Ceuta, Marocco: “Collaborazione con Spagna, ci riprendiamo tutti i migranti”

(Adnkronos) –
“Ci riprendiamo tutti, senza alcuna eccezione”. E’ quello che il ministro dell’Interno del Marocco, Abdelouafi Laftit, ha assicurato al governo di Madrid, dopo che negli ultimi giorni circa 60mila marocchini sono arrivati a Ceuta, l’exclave della Spagna considerata porta d’ingresso per l’Europa. I due paesi “si sono impegnati a rivedere e attuare misure che consentano il rinvio, nel più breve tempo possibile, di tutte le persone entrate illegalmente a Ceuta”, ha detto il ministro dell’Interno spagnolo, Fernando Grande-Marlanska, riferendo della promessa di Rabat. E in effetti oltre 37mila persone sarebbero già state rimpatriate secondo il ministero dell’Interno iberico. 

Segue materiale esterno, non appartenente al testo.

// Copyright (C) 2025 MINT CRM contributors
// SPDX-License-Identifier: AGPL-3.0-or-later
//! Email records, delivery log, templates and per-user SMTP settings.

use chrono::{DateTime, Utc};
use serde::{Deserialize, Serialize};

crm_enum! {
    pub enum EmailType {
        #[default]
        Outbound => ("outbound", "Outbound"),
        Inbound => ("inbound", "Inbound"),
        System => ("system", "System"),
    }
}

crm_enum! {
    /// Delivery state of an email.
    pub enum EmailStatus {
        #[default]
        Draft => ("draft", "Draft"),
        Queued => ("queued", "Queued"),
        Sent => ("sent", "Sent"),
        Delivered => ("delivered", "Delivered"),
        Failed => ("failed", "Failed"),
        Bounced => ("bounced", "Bounced"),
    }
}

crm_enum! {
    pub enum EmailEvent {
        #[default]
        Created => ("created", "Created"),
        Queued => ("queued", "Queued"),
        Sent => ("sent", "Sent"),
        Delivered => ("delivered", "Delivered"),
        Opened => ("opened", "Opened"),
        Clicked => ("clicked", "Clicked"),
        Bounced => ("bounced", "Bounced"),
        Failed => ("failed", "Failed"),
    }
}

crm_enum! {
    /// Purpose of a message template. SMS templates use the same set minus `password_reset`.
    pub enum TemplateType {
        CaseAssignment => ("case_assignment", "Case Assignment"),
        CaseResponse => ("case_response", "Case Response"),
        CaseEscalation => ("case_escalation", "Case Escalation"),
        CaseResolution => ("case_resolution", "Case Resolution"),
        Welcome => ("welcome", "Welcome"),
        PasswordReset => ("password_reset", "Password Reset"),
        Notification => ("notification", "Notification"),
        #[default]
        Custom => ("custom", "Custom"),
    }
}

crm_enum! {
    pub enum EmailProvider {
        Gmail => ("gmail", "Gmail"),
        Outlook => ("outlook", "Outlook"),
        Yahoo => ("yahoo", "Yahoo"),
        #[default]
        Custom => ("custom", "Custom SMTP/IMAP"),
    }
}

/// Connection defaults for a mail provider.
#[derive(Debug, Clone, Serialize)]
pub struct ProviderDefaults {
    pub provider: EmailProvider,
    pub name: &'static str,
    pub smtp_host: &'static str,
    pub smtp_port: i32,
    pub smtp_use_tls: bool,
    pub imap_host: &'static str,
    pub imap_port: i32,
    pub imap_use_ssl: bool,
}

impl EmailProvider {
    pub fn defaults(&self) -> ProviderDefaults {
        let (smtp_host, imap_host) = match self {
            EmailProvider::Gmail => ("smtp.gmail.com", "imap.gmail.com"),
            EmailProvider::Outlook => ("smtp-mail.outlook.com", "outlook.office365.com"),
            EmailProvider::Yahoo => ("smtp.mail.yahoo.com", "imap.mail.yahoo.com"),
            EmailProvider::Custom => ("", ""),
        };
        ProviderDefaults {
            provider: *self,
            name: self.label(),
            smtp_host,
            smtp_port: 587,
            smtp_use_tls: true,
            imap_host,
            imap_port: 993,
            imap_use_ssl: true,
        }
    }
}

#[derive(Debug, Clone, Serialize, sqlx::FromRow)]
pub struct Email {
    pub id: i64,
    #[sqlx(try_from = "String")]
    pub email_type: EmailType,
    #[sqlx(try_from = "String")]
    pub status: EmailStatus,
    pub subject: String,
    pub from_email: String,
    /// Comma separated.
    pub to_emails: String,
    pub cc_emails: String,
    pub bcc_emails: String,
    pub html_content: String,
    pub text_content: String,
    pub template_id: Option<i64>,
    pub case_id: Option<i64>,
    pub user_id: Option<i64>,
    pub message_id: Option<String>,
    pub thread_id: Option<String>,
    pub reply_to: Option<String>,
    pub created_at: DateTime<Utc>,
    pub sent_at: Option<DateTime<Utc>>,
    pub delivered_at: Option<DateTime<Utc>>,
    pub opened_at: Option<DateTime<Utc>>,
    pub clicked_at: Option<DateTime<Utc>>,
    pub error_message: String,
    pub retry_count: i32,
    pub max_retries: i32,
    pub is_starred: bool,
    pub is_archived: bool,
    pub is_read: bool,
}

impl Email {
    pub fn is_sent(&self) -> bool {
        matches!(self.status, EmailStatus::Sent | EmailStatus::Delivered)
    }

    /// Failed and still under the retry budget.
    pub fn can_retry(&self) -> bool {
        self.status == EmailStatus::Failed && self.retry_count < self.max_retries
    }

    pub fn recipients(&self) -> Vec<&str> {
        split_addresses(&self.to_emails)
    }
}

/// Splits a comma separated address list, dropping blanks.
pub fn split_addresses(list: &str) -> Vec<&str> {
    list.split(',')
        .map(str::trim)
        .filter(|s| !s.is_empty())
        .collect()
}

/// Fields for recording a new email.
#[derive(Debug, Clone, Default)]
pub struct NewEmail {
    pub email_type: EmailType,
    pub status: EmailStatus,
    pub subject: String,
    pub from_email: String,
    pub to_emails: String,
    pub cc_emails: String,
    pub bcc_emails: String,
    pub html_content: String,
    pub text_content: String,
    pub template_id: Option<i64>,
    pub case_id: Option<i64>,
    pub user_id: Option<i64>,
    pub message_id: Option<String>,
    pub thread_id: Option<String>,
    pub reply_to: Option<String>,
}

#[derive(Debug, Clone, Default, Deserialize)]
pub struct EmailFilter {
    pub email_type: Option<EmailType>,
    pub status: Option<EmailStatus>,
    pub case: Option<i64>,
    pub is_starred: Option<bool>,
    pub is_archived: Option<bool>,
    pub is_read: Option<bool>,
    pub search: Option<String>,
    pub ordering: Option<String>,
}

#[derive(Debug, Clone, Serialize, sqlx::FromRow)]
pub struct EmailLog {
    pub id: i64,
    pub email_id: i64,
    #[sqlx(try_from = "String")]
    pub event: EmailEvent,
    pub data: serde_json::Value,
    pub created_at: DateTime<Utc>,
}

#[derive(Debug, Clone, Serialize, sqlx::FromRow)]
pub struct EmailTemplate {
    pub id: i64,
    pub name: String,
    #[sqlx(try_from = "String")]
    pub template_type: TemplateType,
    pub subject: String,
    pub html_content: String,
    pub text_content: String,
    pub variables: serde_json::Value,
    pub is_active: bool,
    pub created_by_id: Option<i64>,
    pub created_at: DateTime<Utc>,
    pub updated_at: DateTime<Utc>,
}

/// Subject and bodies produced by rendering a template.
#[derive(Debug, Clone, PartialEq, Eq, Serialize)]
pub struct RenderedEmail {
    pub subject: String,
    pub html_content: String,
    pub text_content: String,
}

impl EmailTemplate {
    pub fn render(&self, context: &serde_json::Value) -> RenderedEmail {
        RenderedEmail {
            subject: crate::templating::render(&self.subject, context),
            html_content: crate::templating::render(&self.html_content, context),
            text_content: crate::templating::render(&self.text_content, context),
        }
    }
}

#[derive(Debug, Clone, Default, Deserialize)]
pub struct EmailTemplateInput {
    pub name: Option<String>,
    pub template_type: Option<TemplateType>,
    pub subject: Option<String>,
    pub html_content: Option<String>,
    pub text_content: Option<String>,
    pub variables: Option<serde_json::Value>,
    pub is_active: Option<bool>,
}

#[derive(Debug, Clone, Default, Deserialize)]
pub struct TemplateFilter {
    pub template_type: Option<TemplateType>,
    pub is_active: Option<bool>,
    pub search: Option<String>,
    pub ordering: Option<String>,
}

#[derive(Debug, Clone, Serialize, sqlx::FromRow)]
pub struct UserEmailConfig {
    pub id: i64,
    pub user_id: i64,
    pub email_address: String,
    pub display_name: String,
    #[sqlx(try_from = "String")]
    pub provider: EmailProvider,
    pub smtp_host: String,
    pub smtp_port: i32,
    pub smtp_username: String,
    #[serde(skip_serializing)]
    pub smtp_password: String,
    pub smtp_use_tls: bool,
    pub smtp_use_ssl: bool,
    pub imap_host: String,
    pub imap_port: i32,
    pub imap_username: String,
    #[serde(skip_serializing)]
    pub imap_password: String,
    pub imap_use_ssl: bool,
    pub is_active: bool,
    pub is_verified: bool,
    pub last_sync: Option<DateTime<Utc>>,
    pub created_at: DateTime<Utc>,
    pub updated_at: DateTime<Utc>,
}

#[derive(Debug, Clone, Default, Deserialize)]
pub struct UserEmailConfigInput {
    pub email_address: Option<String>,
    pub display_name: Option<String>,
    pub provider: Option<EmailProvider>,
    pub smtp_host: Option<String>,
    pub smtp_port: Option<i32>,
    pub smtp_username: Option<String>,
    pub smtp_password: Option<String>,
    pub smtp_use_tls: Option<bool>,
    pub smtp_use_ssl: Option<bool>,
    pub imap_host: Option<String>,
    pub imap_port: Option<i32>,
    pub imap_username: Option<String>,
    pub imap_password: Option<String>,
    pub imap_use_ssl: Option<bool>,
    pub is_active: Option<bool>,
}

#[cfg(test)]
mod tests {
    use super::*;

    fn email(status: EmailStatus, retry_count: i32) -> Email {
        Email {
            id: 1,
            email_type: EmailType::Outbound,
            status,
            subject: "Hello".into(),
            from_email: "noreply@example.com".into(),
            to_emails: "a@example.com, b@example.com,".into(),
            cc_emails: String::new(),
            bcc_emails: String::new(),
            html_content: String::new(),
            text_content: String::new(),
            template_id: None,
            case_id: None,
            user_id: None,
            message_id: None,
            thread_id: None,
            reply_to: None,
            created_at: Utc::now(),
            sent_at: None,
            delivered_at: None,
            opened_at: None,
            clicked_at: None,
            error_message: String::new(),
            retry_count,
            max_retries: 3,
            is_starred: false,
            is_archived: false,
            is_read: false,
        }
    }

    #[test]
    fn test_can_retry_only_failed_under_budget() {
        assert!(email(EmailStatus::Failed, 0).can_retry());
        assert!(email(EmailStatus::Failed, 2).can_retry());
        assert!(!email(EmailStatus::Failed, 3).can_retry());
        assert!(!email(EmailStatus::Sent, 0).can_retry());
    }

    #[test]
    fn test_is_sent() {
        assert!(email(EmailStatus::Sent, 0).is_sent());
        assert!(email(EmailStatus::Delivered, 0).is_sent());
        assert!(!email(EmailStatus::Queued, 0).is_sent());
    }

    #[test]
    fn test_recipients_split() {
        assert_eq!(
            email(EmailStatus::Draft, 0).recipients(),
            vec!["a@example.com", "b@example.com"]
        );
    }

    #[test]
    fn test_provider_defaults() {
        let gmail = EmailProvider::Gmail.defaults();
        assert_eq!(gmail.smtp_host, "smtp.gmail.com");
        assert_eq!(gmail.imap_host, "imap.gmail.com");
        assert_eq!(gmail.smtp_port, 587);
        assert_eq!(gmail.imap_port, 993);

        let outlook = EmailProvider::Outlook.defaults();
        assert_eq!(outlook.imap_host, "outlook.office365.com");

        assert_eq!(EmailProvider::Custom.defaults().smtp_host, "");
    }

    #[test]
    fn test_config_secrets_not_serialized() {
        let config = UserEmailConfig {
            id: 1,
            user_id: 1,
            email_address: "me@example.com".into(),
            display_name: String::new(),
            provider: EmailProvider::Gmail,
            smtp_host: "smtp.gmail.com".into(),
            smtp_port: 587,
            smtp_username: "me".into(),
            smtp_password: "hunter2".into(),
            smtp_use_tls: true,
            smtp_use_ssl: false,
            imap_host: String::new(),
            imap_port: 993,
            imap_username: String::new(),
            imap_password: "hunter3".into(),
            imap_use_ssl: true,
            is_active: true,
            is_verified: false,
            last_sync: None,
            created_at: Utc::now(),
            updated_at: Utc::now(),
        };
        let json = serde_json::to_string(&config).unwrap();
        assert!(!json.contains("hunter2"));
        assert!(!json.contains("hunter3"));
    }
}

Perché, è la convinzione di analisti marocchini interpellati dall’Adnkronos, il Paese nordafricano “non ha alcun interesse a far emergere l’immagine di un Paese in crisi”, con i giovani pronti alla fuga dal Paese, appena due giorni dopo il discorso del Trono di re Mohamed VI, durante il quale ha rivendicato la forza di un Paese in crescita, stabile politicamente e pronto ad accogliere capitali dall’estero. Un Marocco “diventato il primo esportatore di auto in Africa”, aveva detto mercoledì il re, in cui “i settori dell’automotive, dell’aeronautica, delle energie rinnovabili e dell’industria agroalimentare sono i pilastri essenziali del tessuto produttivo nazionale, per la loro capacità di attrarre investimenti e della loro capacità di creare ricchezza e occupazione”. 

 

E un discorso nel quale re Mohamed VI non ha fatto alcun riferimento al dossier Sahara occidentale, che, secondo alcune interpretazioni, potrebbe essere dietro il ‘via libera’ alle partenze di migliaia di marocchini verso Ceuta, per ‘punire’ la Spagna per la visita del premier Pedro Sanchez il 20 luglio scorso ad Algeri, storica rivale di Rabat per la sovranità di quella regione. Un precedente c’è e risale al maggio del 2021, quando circa 8mila persone entrarono a Ceuta nel giro di poche ore, dopo che venne ricoverato in un ospedale di Madrid il leader del Fronte Polisario Brahim Ghali.  

 

“Non si può escludere una similitudine con quanto successo cinque anni fa”, ragionano fonti informate, sottolineando tuttavia come il discorso “ottimista e lungimirante del re cozzi con le immagini a cui stiamo assistendo in queste ore” e smentisca le affermazioni di un Marocco stabile e in crescita. Dove comunque, al di là di un aumento del Pil del 5% previsto anche per quest’anno, le diseguaglianze e il malcontento della generazione Z sono temi che non è possibile eludere. 

 

Piuttosto, a Rabat si tende a ritenere, così come del resto a Madrid, che a far deflagrare la crisi sia stata la sentenza dell’8 luglio scorso del Tribunale supremo spagnolo, in base alla quale i migranti arrivati a nuoto nell’exclave devono invece essere oggetto di una procedura amministrativa, più lunga e che offre maggiori garanzie. Una nuova situazione percepita come un’opportunità dai migranti. E su cui si sono gettate le organizzazioni di trafficanti di esseri umani, amplificando e distorcendo il messaggio, con Sanchez che ha denunciato “l’interpretazione opportunistica da parte delle mafie del traffico di esseri umani” di quella sentenza. E in effetti, stando al racconto di diversi migranti entrati a Ceuta, sui social o su piattaforme molto utilizzate dai giovani come Discord ci sarebbe stato un passaparola sull’apertura delle frontiere dell’exclave, con il consueto miraggio dell’arrivo in Europa.